BEGIN GIVEN RECORDS

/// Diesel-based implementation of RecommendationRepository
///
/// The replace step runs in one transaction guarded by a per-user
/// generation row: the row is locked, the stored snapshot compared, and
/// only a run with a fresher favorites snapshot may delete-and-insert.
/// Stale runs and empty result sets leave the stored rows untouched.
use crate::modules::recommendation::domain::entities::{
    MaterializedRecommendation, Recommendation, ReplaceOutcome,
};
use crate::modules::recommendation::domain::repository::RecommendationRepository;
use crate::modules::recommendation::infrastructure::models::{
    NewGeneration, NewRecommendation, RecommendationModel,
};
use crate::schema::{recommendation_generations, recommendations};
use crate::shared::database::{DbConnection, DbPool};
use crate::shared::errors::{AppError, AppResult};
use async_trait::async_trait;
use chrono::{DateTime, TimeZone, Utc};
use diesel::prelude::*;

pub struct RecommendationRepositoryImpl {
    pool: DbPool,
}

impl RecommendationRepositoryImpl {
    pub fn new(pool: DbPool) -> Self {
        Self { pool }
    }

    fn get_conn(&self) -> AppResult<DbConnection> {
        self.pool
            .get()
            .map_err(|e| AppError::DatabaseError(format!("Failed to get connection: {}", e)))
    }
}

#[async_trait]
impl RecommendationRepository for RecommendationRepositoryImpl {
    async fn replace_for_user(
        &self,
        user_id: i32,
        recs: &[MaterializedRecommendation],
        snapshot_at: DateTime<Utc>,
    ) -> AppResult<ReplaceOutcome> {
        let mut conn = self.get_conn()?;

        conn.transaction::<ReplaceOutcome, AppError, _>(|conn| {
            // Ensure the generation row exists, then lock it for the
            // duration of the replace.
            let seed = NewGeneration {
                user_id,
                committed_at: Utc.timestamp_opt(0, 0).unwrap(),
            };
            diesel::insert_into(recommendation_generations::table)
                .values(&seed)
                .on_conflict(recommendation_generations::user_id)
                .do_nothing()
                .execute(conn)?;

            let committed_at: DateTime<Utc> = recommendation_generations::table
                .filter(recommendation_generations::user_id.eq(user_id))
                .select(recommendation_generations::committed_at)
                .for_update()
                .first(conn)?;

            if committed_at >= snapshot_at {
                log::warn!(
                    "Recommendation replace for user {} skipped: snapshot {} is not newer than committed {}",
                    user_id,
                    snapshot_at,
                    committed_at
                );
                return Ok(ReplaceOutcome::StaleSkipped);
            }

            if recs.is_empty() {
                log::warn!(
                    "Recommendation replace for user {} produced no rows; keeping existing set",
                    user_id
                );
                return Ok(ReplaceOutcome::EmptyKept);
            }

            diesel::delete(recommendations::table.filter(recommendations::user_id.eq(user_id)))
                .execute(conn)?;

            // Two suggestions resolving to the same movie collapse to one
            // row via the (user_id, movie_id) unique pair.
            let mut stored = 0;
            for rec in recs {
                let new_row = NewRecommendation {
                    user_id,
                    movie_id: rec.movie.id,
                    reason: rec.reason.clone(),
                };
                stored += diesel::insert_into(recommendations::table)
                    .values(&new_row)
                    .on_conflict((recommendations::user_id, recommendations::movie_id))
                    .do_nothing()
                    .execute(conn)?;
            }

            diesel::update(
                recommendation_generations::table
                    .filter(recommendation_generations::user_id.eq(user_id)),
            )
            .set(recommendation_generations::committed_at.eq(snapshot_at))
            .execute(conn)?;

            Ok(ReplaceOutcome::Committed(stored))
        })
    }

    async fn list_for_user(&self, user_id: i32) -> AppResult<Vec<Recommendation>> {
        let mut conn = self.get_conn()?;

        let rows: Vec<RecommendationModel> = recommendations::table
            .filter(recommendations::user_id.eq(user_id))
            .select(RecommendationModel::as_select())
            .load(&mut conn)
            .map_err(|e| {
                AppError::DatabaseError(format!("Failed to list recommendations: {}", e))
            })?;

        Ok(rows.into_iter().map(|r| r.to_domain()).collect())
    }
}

END GIVEN RECORDS
BEGIN GIVEN RECORDS

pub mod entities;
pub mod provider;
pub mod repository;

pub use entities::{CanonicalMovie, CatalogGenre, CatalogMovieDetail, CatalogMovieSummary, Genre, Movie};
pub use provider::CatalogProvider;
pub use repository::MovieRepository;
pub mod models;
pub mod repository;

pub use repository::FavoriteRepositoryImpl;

END GIVEN RECORDS
BEGIN GIVEN RECORDS

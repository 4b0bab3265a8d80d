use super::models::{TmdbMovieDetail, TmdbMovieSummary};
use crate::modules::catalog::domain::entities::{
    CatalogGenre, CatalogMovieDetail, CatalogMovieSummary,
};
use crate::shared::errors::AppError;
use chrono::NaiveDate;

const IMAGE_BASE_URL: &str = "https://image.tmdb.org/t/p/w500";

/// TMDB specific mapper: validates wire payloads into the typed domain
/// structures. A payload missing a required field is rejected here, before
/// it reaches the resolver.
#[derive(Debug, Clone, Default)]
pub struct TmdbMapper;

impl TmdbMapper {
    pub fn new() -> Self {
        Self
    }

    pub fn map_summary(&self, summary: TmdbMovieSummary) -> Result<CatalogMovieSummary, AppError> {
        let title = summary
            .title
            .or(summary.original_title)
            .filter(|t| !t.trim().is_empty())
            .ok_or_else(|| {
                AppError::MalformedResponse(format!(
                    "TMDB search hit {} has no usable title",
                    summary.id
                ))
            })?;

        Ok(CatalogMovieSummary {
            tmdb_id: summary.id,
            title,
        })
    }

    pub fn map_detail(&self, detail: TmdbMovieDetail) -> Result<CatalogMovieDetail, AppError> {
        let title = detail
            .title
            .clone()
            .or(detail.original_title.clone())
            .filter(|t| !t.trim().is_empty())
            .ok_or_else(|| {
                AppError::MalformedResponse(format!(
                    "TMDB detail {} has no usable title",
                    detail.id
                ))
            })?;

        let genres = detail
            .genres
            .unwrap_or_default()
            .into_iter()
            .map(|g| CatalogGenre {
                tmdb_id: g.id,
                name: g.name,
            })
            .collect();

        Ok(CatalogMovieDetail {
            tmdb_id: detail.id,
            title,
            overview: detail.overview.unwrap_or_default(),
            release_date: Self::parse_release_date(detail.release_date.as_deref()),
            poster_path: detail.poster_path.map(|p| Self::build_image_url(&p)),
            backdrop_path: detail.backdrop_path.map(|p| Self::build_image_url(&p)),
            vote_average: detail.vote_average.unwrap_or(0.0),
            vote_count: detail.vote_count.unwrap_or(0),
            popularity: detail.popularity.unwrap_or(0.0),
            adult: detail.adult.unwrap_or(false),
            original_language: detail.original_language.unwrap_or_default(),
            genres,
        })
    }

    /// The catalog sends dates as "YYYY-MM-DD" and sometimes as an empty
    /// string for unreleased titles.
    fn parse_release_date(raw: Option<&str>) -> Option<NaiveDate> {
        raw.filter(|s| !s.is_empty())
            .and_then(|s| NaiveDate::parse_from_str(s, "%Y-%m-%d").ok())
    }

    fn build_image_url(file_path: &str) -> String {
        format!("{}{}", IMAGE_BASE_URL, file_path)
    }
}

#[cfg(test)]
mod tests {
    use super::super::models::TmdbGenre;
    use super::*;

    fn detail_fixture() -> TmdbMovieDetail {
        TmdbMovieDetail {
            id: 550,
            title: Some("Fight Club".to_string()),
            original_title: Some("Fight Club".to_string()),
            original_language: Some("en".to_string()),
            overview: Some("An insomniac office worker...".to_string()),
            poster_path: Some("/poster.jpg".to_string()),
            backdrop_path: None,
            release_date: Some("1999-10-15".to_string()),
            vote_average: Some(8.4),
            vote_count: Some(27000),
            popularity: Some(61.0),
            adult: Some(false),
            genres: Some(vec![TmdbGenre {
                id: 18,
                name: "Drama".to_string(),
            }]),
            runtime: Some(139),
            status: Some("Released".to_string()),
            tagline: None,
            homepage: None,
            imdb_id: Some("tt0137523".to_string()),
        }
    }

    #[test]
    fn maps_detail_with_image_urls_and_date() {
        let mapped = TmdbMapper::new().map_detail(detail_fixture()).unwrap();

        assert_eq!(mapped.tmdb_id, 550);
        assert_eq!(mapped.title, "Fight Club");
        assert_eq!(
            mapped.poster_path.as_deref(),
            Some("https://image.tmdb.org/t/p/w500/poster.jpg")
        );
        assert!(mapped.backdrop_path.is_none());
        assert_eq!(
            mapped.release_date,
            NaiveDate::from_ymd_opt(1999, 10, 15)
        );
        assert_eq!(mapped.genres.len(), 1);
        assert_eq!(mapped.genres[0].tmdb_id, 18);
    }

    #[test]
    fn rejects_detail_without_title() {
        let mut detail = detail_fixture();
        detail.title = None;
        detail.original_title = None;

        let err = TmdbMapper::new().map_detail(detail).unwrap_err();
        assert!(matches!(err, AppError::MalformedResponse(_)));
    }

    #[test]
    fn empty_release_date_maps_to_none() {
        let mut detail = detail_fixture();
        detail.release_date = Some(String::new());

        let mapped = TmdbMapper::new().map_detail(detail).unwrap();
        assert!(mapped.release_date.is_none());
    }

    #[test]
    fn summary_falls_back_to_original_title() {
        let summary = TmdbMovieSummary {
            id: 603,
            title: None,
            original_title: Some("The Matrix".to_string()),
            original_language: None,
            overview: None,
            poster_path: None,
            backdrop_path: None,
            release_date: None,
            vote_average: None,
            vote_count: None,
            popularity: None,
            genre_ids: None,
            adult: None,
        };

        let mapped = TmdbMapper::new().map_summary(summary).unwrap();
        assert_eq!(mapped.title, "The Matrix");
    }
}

END GIVEN RECORDS

(EXERCISE INSTRUCTIONS): What is needed is a verbatim copy of every line in the records above from the one containing "implementation of RecommendationRepository" down to the one containing "snapshot may delete-and-insert.", both included, and nothing more.

(ANSWER FOR THIS EXERCISE):
/// Diesel-based implementation of RecommendationRepository
///
/// The replace step runs in one transaction guarded by a per-user
/// generation row: the row is locked, the stored snapshot compared, and
/// only a run with a fresher favorites snapshot may delete-and-insert.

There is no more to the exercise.